** Task objective **
Your job is to return every line in the data holding the string "impl".

[[ Data extract, beginning ]]

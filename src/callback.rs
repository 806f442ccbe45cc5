// Local listener for the return leg of the sign-in redirect

use anyhow::{Context, Result};
use axum::{
    extract::State,
    http::{StatusCode, Uri},
    response::{Html, IntoResponse, Response},
    Router,
};
use reqwest::Url;
use std::sync::Arc;
use tokio::net::TcpListener;
use tokio::sync::{oneshot, Mutex};
use tokio::task::JoinHandle;
use tower_http::trace::TraceLayer;

use crate::navigation::{Location, NavigationGuard};

#[derive(Clone)]
struct CallbackState {
    guard: Arc<NavigationGuard>,
    outcome: Arc<Mutex<Option<oneshot::Sender<Location>>>>,
}

/// Serves the redirect URI until the identity provider sends the browser back
pub struct CallbackListener {
    port: u16,
    outcome_rx: oneshot::Receiver<Location>,
    shutdown_tx: Option<oneshot::Sender<()>>,
    server: JoinHandle<()>,
}

/// `host:port` the redirect URI points at
pub fn listen_addr(redirect_uri: &Url) -> Result<String> {
    let host = redirect_uri
        .host_str()
        .context("Redirect URI has no host")?;
    let port = redirect_uri
        .port_or_known_default()
        .context("Redirect URI has no port")?;
    Ok(format!("{}:{}", host, port))
}

impl CallbackListener {
    /// Bind `addr` and start serving
    pub async fn bind(guard: Arc<NavigationGuard>, addr: &str) -> Result<Self> {
        let listener = TcpListener::bind(addr)
            .await
            .with_context(|| format!("Failed to bind callback listener on {}", addr))?;
        let port = listener.local_addr()?.port();

        let (outcome_tx, outcome_rx) = oneshot::channel();
        let (shutdown_tx, shutdown_rx) = oneshot::channel::<()>();
        let app = router(guard, outcome_tx).layer(TraceLayer::new_for_http());

        let server = tokio::spawn(async move {
            if let Err(e) = axum::serve(listener, app)
                .with_graceful_shutdown(async {
                    let _ = shutdown_rx.await;
                })
                .await
            {
                tracing::error!("Callback listener failed: {}", e);
            }
        });

        tracing::info!("Waiting for the sign-in redirect on {}", addr);
        Ok(Self {
            port,
            outcome_rx,
            shutdown_tx: Some(shutdown_tx),
            server,
        })
    }

    pub fn port(&self) -> u16 {
        self.port
    }

    /// Wait for the first redirect and return where the guard sent it
    pub async fn wait(&mut self) -> Result<Location> {
        let location = (&mut self.outcome_rx)
            .await
            .context("Callback listener stopped before the redirect arrived")?;
        self.stop();
        Ok(location)
    }

    pub fn stop(&mut self) {
        if let Some(tx) = self.shutdown_tx.take() {
            let _ = tx.send(());
        }
    }
}

impl Drop for CallbackListener {
    fn drop(&mut self) {
        self.stop();
        if !self.server.is_finished() {
            tracing::debug!("Callback listener shutting down");
        }
    }
}

fn router(guard: Arc<NavigationGuard>, outcome_tx: oneshot::Sender<Location>) -> Router {
    let state = CallbackState {
        guard,
        outcome: Arc::new(Mutex::new(Some(outcome_tx))),
    };
    Router::new().fallback(handle_redirect).with_state(state)
}

async fn handle_redirect(State(state): State<CallbackState>, uri: Uri) -> Response {
    if !state.guard.routes().is_completion(uri.path()) {
        return (StatusCode::NOT_FOUND, "Not found").into_response();
    }

    let Some(outcome_tx) = state.outcome.lock().await.take() else {
        return (StatusCode::CONFLICT, "Sign-in redirect already handled").into_response();
    };

    let target = uri
        .path_and_query()
        .map(|pq| pq.as_str())
        .unwrap_or_else(|| uri.path());
    let location = state.guard.settle(target).await;

    let signed_in = location.path == state.guard.routes().home();
    let _ = outcome_tx.send(location.clone());

    let message = if signed_in {
        "Signed in. You can close this window."
    } else {
        "Sign-in failed. You can close this window and try again."
    };
    (
        StatusCode::OK,
        Html(format!(
            "<!doctype html><title>session-gate</title><p>{}</p><p>Resolved to <code>{}</code></p>",
            message, location
        )),
    )
        .into_response()
}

[[ Data extract, end ]]

** Completed exercise **
impl CallbackListener {
impl Drop for CallbackListener {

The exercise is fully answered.